During rebuttal the State dropped a little missive, though, that I thought was probably the best “take away” of the State’s mentality… and it definitely did not sit well with Justice Callahan.
Justice Callahan had asked (using proper nomenclature… I think she is a gun owner) If she acquired a standard capacity magazine for her “Sig” when it was legal to do so, and she is a law-abiding citizen, does the statute at bar turn her into a criminal? The State was ultimately forced to conclude that, yes, it does.
The follow-up by the State was that when someone buys property, it comes with the “reasonable expectation” that there may be future regulation of that product. This can be extrapolated to any product you own… when you buy that microwave oven, you do so with the realization that at some future date, the State (your betters) might tell you that you have to dispose of it for your own good… oh… and the State is not compelled to compensate you for your loss.

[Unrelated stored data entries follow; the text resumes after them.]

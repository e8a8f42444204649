//! Unobserved Cell Integration Tests
//!
//! Exercises the public cell surface: resolve-once, kind selection,
//! value domains, comparison conventions, and behavior under threads.

#[path = "../common/mod.rs"]
mod common;

mod concurrency;
mod domains;
/// Retain/release counter owned by every [`crate::Loadable`].
///
/// All mutation happens on the thread driving the cache, so a plain integer
/// is enough.
#[derive(Debug, Default, Clone, PartialEq, Eq)]
pub struct Reference {
    count: u32,
}

impl Reference {
    pub fn new() -> Self {
        Self::default()
    }

    pub fn count(&self) -> u32 {
        self.count
    }

    /// `true` once every retain has been matched by a release.
    pub fn unused(&self) -> bool {
        self.count == 0
    }

    pub fn retain(&mut self) {
        self.count = self.count.saturating_add(1);
    }

    /// Decrement the count.
    ///
    /// Returns `false` without touching the count when it is already zero;
    /// the caller reports that as misuse.
    pub fn release(&mut self) -> bool {
        if self.count == 0 {
            return false;
        }
        self.count -= 1;
        true
    }
}

#[cfg(test)]
mod tests {
    use super::*;

    #[test]
    fn test_retain_release() {
        let mut reference = Reference::new();
        assert!(reference.unused());

        reference.retain();
        reference.retain();
        assert_eq!(reference.count(), 2);
        assert!(!reference.unused());

        assert!(reference.release());
        assert!(reference.release());
        assert!(reference.unused());
    }

    #[test]
    fn test_release_at_zero_is_noop() {
        let mut reference = Reference::new();
        assert!(!reference.release());
        assert_eq!(reference.count(), 0);

        reference.retain();
        assert!(reference.release());
        assert!(!reference.release());
        assert_eq!(reference.count(), 0);
    }
}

We shall see how this, ultimately, plays out… but I will be the first to say, as I turned off the live-feed, I was very, very pleased with how the arguments transpired.
Comments (6)
Great synopsis of the oral arguments Steve. I saw the same thing you did and would add that Erin brought up the fact that the FICA, not sure of the spelling on this, body of information the state was quoting for metrics that related to this case was NOT scientific evidence but more opinion and supposition. The state, in my mind, did not present a strong case at all while Attorney Erin did.
Love these updates. Can’t wait to see what the decision will be. I can’t wait to hear if the Judge turns out to be a Judge or a criminal in the eyes of the State.
“‘reasonable expectation’ that there may be future regulation of that product”….
Cannot one argue that owing a microwave is a privilege vs. owing a fire are which is a Constitutionally enumerated right. How are the to related?
Thank you so very much for your analysis.
I watched the oral arguments and was more then a bit lost.
I love the example of a purchased microwave.
Be well, stay safe and stay healthy.
Tom Williams
“Commonly owned or used” worries me unless it is clear that it refers to a firearm type and not specific models. All new guns and many C&R firearms are not commonly used or owned. Even NFA weapons can be considered commonly owned or used in many States. I think you can still own a machine gun in CA if you get a “Dangerous Weapons Permit” if anyone could actually get one. By classification, and requiring a permit no one can get, the firearms class becomes “not commonly owned” thus redefining “infringement”. It is therefore a relatively good thing that the State has decided to nitpick infringement to the level of a 10 round versus an 11 round magazine. But the State won on saying you could only have new weapons of a specific type (semiautomatic pistols) that meet a certain classification (microstamping). Hmmmm…
Thanks for the analysis and commentary. I also listened to the hearing replay and while I thought Ms. Murphy did well i wish there had been a better response to the States argument that if you want more rounds, just carry more 10-round magazines.
The State argued that the “average” gun fight only uses 2.5 rounds so a 10 round mag has four times the average available.
The response started out well taking about a situation of multiple assailants, say in a home invasion, but failed to point out the obvious that multiple mags requires multiple hands, or mag pouches or a chest rig which of course we all sleep in. What if all you have is your phone dialing 911 and your gun? Or are fleeing with an infant and a gun?
Still the best argument made by Ms Murphy seemed to be that there are millions of standard capacity magazines in common use for lawful purposes and the State’s law is far from a fit of minimal impact to people’s right to accomplish a goal of making an active killer pause between reloads.